EXERCISE OBJECTIVE: The records are to be copied in their entirety, exactly as given.

Saved entries:
#[cfg(test)]
mod tests {
    use super::*;
    use crate::notification::MemorySink;
    use crate::policy::NotificationKind;
    use chrono::TimeZone;
    use inference_engine::ActivityType;

    fn day() -> NaiveDate {
        NaiveDate::from_ymd_opt(2024, 5, 1).unwrap()
    }

    /// Early on the day after `day()`
    fn now() -> DateTime<Utc> {
        Utc.with_ymd_and_hms(2024, 5, 2, 1, 0, 0).unwrap()
    }

    fn setup() -> (mpsc::Sender<ActivityEvent>, DailySweep, Arc<MemorySink>) {
        let sink = Arc::new(MemorySink::new());
        let (tx, sweep) = DailySweep::channel(16, AlertConfig::default(), sink.clone());
        (tx, sweep, sink)
    }

    fn register(sweep: &mut DailySweep, subject: &str) {
        sweep.apply(ActivityEvent::DeviceRegistered {
            subject: SubjectId::from(subject),
            token: format!("token-{}", subject),
        });
    }

    #[test]
    fn test_empty_day_gets_prompt() {
        let (_tx, mut sweep, sink) = setup();
        register(&mut sweep, "alice");

        let summary = sweep.sweep(day(), now());
        assert_eq!(summary.dispatch.sent, 1);
        assert_eq!(sink.delivered()[0].1.kind, NotificationKind::DailyPrompt);
    }

    #[test]
    fn test_repeated_sweep_is_idempotent() {
        let (_tx, mut sweep, sink) = setup();
        register(&mut sweep, "alice");
        let start = Utc.with_ymd_and_hms(2024, 5, 1, 9, 0, 0).unwrap();
        sweep.apply(ActivityEvent::RecordsClassified {
            subject: SubjectId::from("alice"),
            records: vec![
                ActivityRecord::new(ActivityType::Sit, start, start + Duration::minutes(60)),
                ActivityRecord::new(
                    ActivityType::Sit,
                    start + Duration::minutes(60) + Duration::seconds(15),
                    start + Duration::minutes(130),
                ),
                ActivityRecord::new(ActivityType::Fall, start + Duration::minutes(140), start + Duration::minutes(140)),
            ],
        });

        let first = sweep.sweep(day(), now());
        assert_eq!(first.dispatch.sent, 2);
        assert_eq!(first.falls, 1);
        let kinds: Vec<_> = sink.delivered().iter().map(|(_, n)| n.kind).collect();
        assert_eq!(kinds, vec![NotificationKind::FallDetected, NotificationKind::SatTooLong]);

        let second = sweep.sweep(day(), now());
        assert_eq!(second.dispatch.sent, 0);
        assert_eq!(second.dispatch.duplicates, 2);
        assert_eq!(sink.delivered().len(), 2);
    }

    #[test]
    fn test_day_in_progress_is_not_summarized() {
        let (_tx, mut sweep, sink) = setup();
        register(&mut sweep, "alice");
        let alice = SubjectId::from("alice");
        let lie_start = Utc.with_ymd_and_hms(2024, 5, 1, 9, 0, 0).unwrap();
        sweep.apply(ActivityEvent::RecordsClassified {
            subject: alice.clone(),
            records: vec![ActivityRecord::new(
                ActivityType::LieDown,
                lie_start,
                lie_start + Duration::minutes(15),
            )],
        });

        // Neither the empty morning nor the short rest so far is reported
        for hour in [0, 9, 23] {
            let at = Utc.with_ymd_and_hms(2024, 5, 1, hour, 30, 0).unwrap();
            assert_eq!(sweep.sweep(day(), at), SweepSummary::default());
        }
        assert!(sink.delivered().is_empty());

        // The rest goes on to 90 minutes, outside the reasonable band
        sweep.apply(ActivityEvent::RecordsClassified {
            subject: alice.clone(),
            records: vec![ActivityRecord::new(
                ActivityType::LieDown,
                lie_start + Duration::minutes(15) + Duration::seconds(10),
                lie_start + Duration::minutes(90),
            )],
        });

        let summary = sweep.sweep_completed(Utc.with_ymd_and_hms(2024, 5, 2, 0, 30, 0).unwrap());
        assert_eq!(summary.subjects, 1);
        assert_eq!(summary.dispatch.sent, 0);
        assert!(sink.delivered().is_empty());

        let report = sweep.report(&alice, day()).unwrap();
        assert_eq!(report.episodes.len(), 1);
        assert_eq!(report.episodes[0].duration_minutes(), 90);
        assert!(report.notifications.is_empty());
    }

    #[test]
    fn test_tokens_and_records_from_repository() {
        let repository = Arc::new(Repository::new());
        let alice = SubjectId::from("alice");
        let bob = SubjectId::from("bob");
        let walk_at = Utc.with_ymd_and_hms(2024, 5, 1, 8, 0, 0).unwrap();
        let walk = ActivityRecord::new(ActivityType::Walk, walk_at, walk_at + Duration::minutes(1));

        // State restored from a snapshot before the sweep starts
        repository.append_records(&alice, day(), &[walk.clone()]).unwrap();
        repository.set_device_token(&alice, "tok-a").unwrap();

        let sink = Arc::new(MemorySink::new());
        let (_tx, sweep) = DailySweep::channel(16, AlertConfig::default(), sink.clone());
        let mut sweep = sweep.with_repository(repository.clone());
        assert_eq!(sweep.subject_count(), 1);

        // Bob's token reaches the repository but no registration event arrives
        sweep.apply(ActivityEvent::RecordsClassified {
            subject: bob.clone(),
            records: vec![walk],
        });
        repository.set_device_token(&bob, "tok-b").unwrap();

        let summary = sweep.sweep_completed(now());
        assert_eq!(summary.dispatch.sent, 2);
        assert_eq!(summary.dispatch.failed, 0);

        let mut tokens: Vec<_> = sink
            .delivered()
            .iter()
            .filter_map(|(target, _)| target.device_token.clone())
            .collect();
        tokens.sort();
        assert_eq!(tokens, vec!["tok-a".to_string(), "tok-b".to_string()]);
    }

    #[test]
    fn test_records_bucketed_by_day_and_pruned() {
        let (_tx, mut sweep, _sink) = setup();
        let old = Utc.with_ymd_and_hms(2024, 4, 20, 9, 0, 0).unwrap();
        sweep.apply(ActivityEvent::RecordsClassified {
            subject: SubjectId::from("bob"),
            records: vec![ActivityRecord::new(ActivityType::Walk, old, old)],
        });
        let bob = SubjectId::from("bob");
        assert_eq!(sweep.report(&bob, old.date_naive()).unwrap().episodes.len(), 1);

        // Subject without a token: delivery fails but the sweep carries on
        let summary = sweep.sweep(day(), now());
        assert_eq!(summary.dispatch.failed, 1);
        assert!(sweep.report(&bob, old.date_naive()).unwrap().episodes.is_empty());
    }

    #[tokio::test]
    async fn test_drain_events_from_channel() {
        let (tx, mut sweep, _sink) = setup();
        tx.send(ActivityEvent::DeviceRegistered {
            subject: SubjectId::from("carol"),
            token: "t".to_string(),
        })
        .await
        .unwrap();
        assert_eq!(sweep.drain_events(), 1);
        assert_eq!(sweep.subject_count(), 1);
    }

    #[tokio::test(start_paused = true)]
    async fn test_run_sweeps_on_interval_and_stops() {
        let sink = Arc::new(MemorySink::new());
        let config = AlertConfig {
            sweep_interval_secs: 60,
            ..Default::default()
        };
        let (tx, sweep) = DailySweep::channel(16, config, sink.clone());
        let (stop_tx, stop_rx) = watch::channel(false);
        let handle = tokio::spawn(sweep.run(stop_rx));

        tx.send(ActivityEvent::DeviceRegistered {
            subject: SubjectId::from("dave"),
            token: "t".to_string(),
        })
        .await
        .unwrap();

        tokio::time::sleep(std::time::Duration::from_secs(61)).await;
        stop_tx.send(true).unwrap();
        let sweep = handle.await.unwrap();

        assert_eq!(sweep.subject_count(), 1);
        assert_eq!(sink.delivered().len(), 1);
    }
}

SOLUTION FOR THIS PROBLEM:
#[cfg(test)]
mod tests {
    use super::*;
    use crate::notification::MemorySink;
    use crate::policy::NotificationKind;
    use chrono::TimeZone;
    use inference_engine::ActivityType;

    fn day() -> NaiveDate {
        NaiveDate::from_ymd_opt(2024, 5, 1).unwrap()
    }

    /// Early on the day after `day()`
    fn now() -> DateTime<Utc> {
        Utc.with_ymd_and_hms(2024, 5, 2, 1, 0, 0).unwrap()
    }

    fn setup() -> (mpsc::Sender<ActivityEvent>, DailySweep, Arc<MemorySink>) {
        let sink = Arc::new(MemorySink::new());
        let (tx, sweep) = DailySweep::channel(16, AlertConfig::default(), sink.clone());
        (tx, sweep, sink)
    }

    fn register(sweep: &mut DailySweep, subject: &str) {
        sweep.apply(ActivityEvent::DeviceRegistered {
            subject: SubjectId::from(subject),
            token: format!("token-{}", subject),
        });
    }

    #[test]
    fn test_empty_day_gets_prompt() {
        let (_tx, mut sweep, sink) = setup();
        register(&mut sweep, "alice");

        let summary = sweep.sweep(day(), now());
        assert_eq!(summary.dispatch.sent, 1);
        assert_eq!(sink.delivered()[0].1.kind, NotificationKind::DailyPrompt);
    }

    #[test]
    fn test_repeated_sweep_is_idempotent() {
        let (_tx, mut sweep, sink) = setup();
        register(&mut sweep, "alice");
        let start = Utc.with_ymd_and_hms(2024, 5, 1, 9, 0, 0).unwrap();
        sweep.apply(ActivityEvent::RecordsClassified {
            subject: SubjectId::from("alice"),
            records: vec![
                ActivityRecord::new(ActivityType::Sit, start, start + Duration::minutes(60)),
                ActivityRecord::new(
                    ActivityType::Sit,
                    start + Duration::minutes(60) + Duration::seconds(15),
                    start + Duration::minutes(130),
                ),
                ActivityRecord::new(ActivityType::Fall, start + Duration::minutes(140), start + Duration::minutes(140)),
            ],
        });

        let first = sweep.sweep(day(), now());
        assert_eq!(first.dispatch.sent, 2);
        assert_eq!(first.falls, 1);
        let kinds: Vec<_> = sink.delivered().iter().map(|(_, n)| n.kind).collect();
        assert_eq!(kinds, vec![NotificationKind::FallDetected, NotificationKind::SatTooLong]);

        let second = sweep.sweep(day(), now());
        assert_eq!(second.dispatch.sent, 0);
        assert_eq!(second.dispatch.duplicates, 2);
        assert_eq!(sink.delivered().len(), 2);
    }

    #[test]
    fn test_day_in_progress_is_not_summarized() {
        let (_tx, mut sweep, sink) = setup();
        register(&mut sweep, "alice");
        let alice = SubjectId::from("alice");
        let lie_start = Utc.with_ymd_and_hms(2024, 5, 1, 9, 0, 0).unwrap();
        sweep.apply(ActivityEvent::RecordsClassified {
            subject: alice.clone(),
            records: vec![ActivityRecord::new(
                ActivityType::LieDown,
                lie_start,
                lie_start + Duration::minutes(15),
            )],
        });

        // Neither the empty morning nor the short rest so far is reported
        for hour in [0, 9, 23] {
            let at = Utc.with_ymd_and_hms(2024, 5, 1, hour, 30, 0).unwrap();
            assert_eq!(sweep.sweep(day(), at), SweepSummary::default());
        }
        assert!(sink.delivered().is_empty());

        // The rest goes on to 90 minutes, outside the reasonable band
        sweep.apply(ActivityEvent::RecordsClassified {
            subject: alice.clone(),
            records: vec![ActivityRecord::new(
                ActivityType::LieDown,
                lie_start + Duration::minutes(15) + Duration::seconds(10),
                lie_start + Duration::minutes(90),
            )],
        });

        let summary = sweep.sweep_completed(Utc.with_ymd_and_hms(2024, 5, 2, 0, 30, 0).unwrap());
        assert_eq!(summary.subjects, 1);
        assert_eq!(summary.dispatch.sent, 0);
        assert!(sink.delivered().is_empty());

        let report = sweep.report(&alice, day()).unwrap();
        assert_eq!(report.episodes.len(), 1);
        assert_eq!(report.episodes[0].duration_minutes(), 90);
        assert!(report.notifications.is_empty());
    }

    #[test]
    fn test_tokens_and_records_from_repository() {
        let repository = Arc::new(Repository::new());
        let alice = SubjectId::from("alice");
        let bob = SubjectId::from("bob");
        let walk_at = Utc.with_ymd_and_hms(2024, 5, 1, 8, 0, 0).unwrap();
        let walk = ActivityRecord::new(ActivityType::Walk, walk_at, walk_at + Duration::minutes(1));

        // State restored from a snapshot before the sweep starts
        repository.append_records(&alice, day(), &[walk.clone()]).unwrap();
        repository.set_device_token(&alice, "tok-a").unwrap();

        let sink = Arc::new(MemorySink::new());
        let (_tx, sweep) = DailySweep::channel(16, AlertConfig::default(), sink.clone());
        let mut sweep = sweep.with_repository(repository.clone());
        assert_eq!(sweep.subject_count(), 1);

        // Bob's token reaches the repository but no registration event arrives
        sweep.apply(ActivityEvent::RecordsClassified {
            subject: bob.clone(),
            records: vec![walk],
        });
        repository.set_device_token(&bob, "tok-b").unwrap();

        let summary = sweep.sweep_completed(now());
        assert_eq!(summary.dispatch.sent, 2);
        assert_eq!(summary.dispatch.failed, 0);

        let mut tokens: Vec<_> = sink
            .delivered()
            .iter()
            .filter_map(|(target, _)| target.device_token.clone())
            .collect();
        tokens.sort();
        assert_eq!(tokens, vec!["tok-a".to_string(), "tok-b".to_string()]);
    }

    #[test]
    fn test_records_bucketed_by_day_and_pruned() {
        let (_tx, mut sweep, _sink) = setup();
        let old = Utc.with_ymd_and_hms(2024, 4, 20, 9, 0, 0).unwrap();
        sweep.apply(ActivityEvent::RecordsClassified {
            subject: SubjectId::from("bob"),
            records: vec![ActivityRecord::new(ActivityType::Walk, old, old)],
        });
        let bob = SubjectId::from("bob");
        assert_eq!(sweep.report(&bob, old.date_naive()).unwrap().episodes.len(), 1);

        // Subject without a token: delivery fails but the sweep carries on
        let summary = sweep.sweep(day(), now());
        assert_eq!(summary.dispatch.failed, 1);
        assert!(sweep.report(&bob, old.date_naive()).unwrap().episodes.is_empty());
    }

    #[tokio::test]
    async fn test_drain_events_from_channel() {
        let (tx, mut sweep, _sink) = setup();
        tx.send(ActivityEvent::DeviceRegistered {
            subject: SubjectId::from("carol"),
            token: "t".to_string(),
        })
        .await
        .unwrap();
        assert_eq!(sweep.drain_events(), 1);
        assert_eq!(sweep.subject_count(), 1);
    }

    #[tokio::test(start_paused = true)]
    async fn test_run_sweeps_on_interval_and_stops() {
        let sink = Arc::new(MemorySink::new());
        let config = AlertConfig {
            sweep_interval_secs: 60,
            ..Default::default()
        };
        let (tx, sweep) = DailySweep::channel(16, config, sink.clone());
        let (stop_tx, stop_rx) = watch::channel(false);
        let handle = tokio::spawn(sweep.run(stop_rx));

        tx.send(ActivityEvent::DeviceRegistered {
            subject: SubjectId::from("dave"),
            token: "t".to_string(),
        })
        .await
        .unwrap();

        tokio::time::sleep(std::time::Duration::from_secs(61)).await;
        stop_tx.send(true).unwrap();
        let sweep = handle.await.unwrap();

        assert_eq!(sweep.subject_count(), 1);
        assert_eq!(sink.delivered().len(), 1);
    }
}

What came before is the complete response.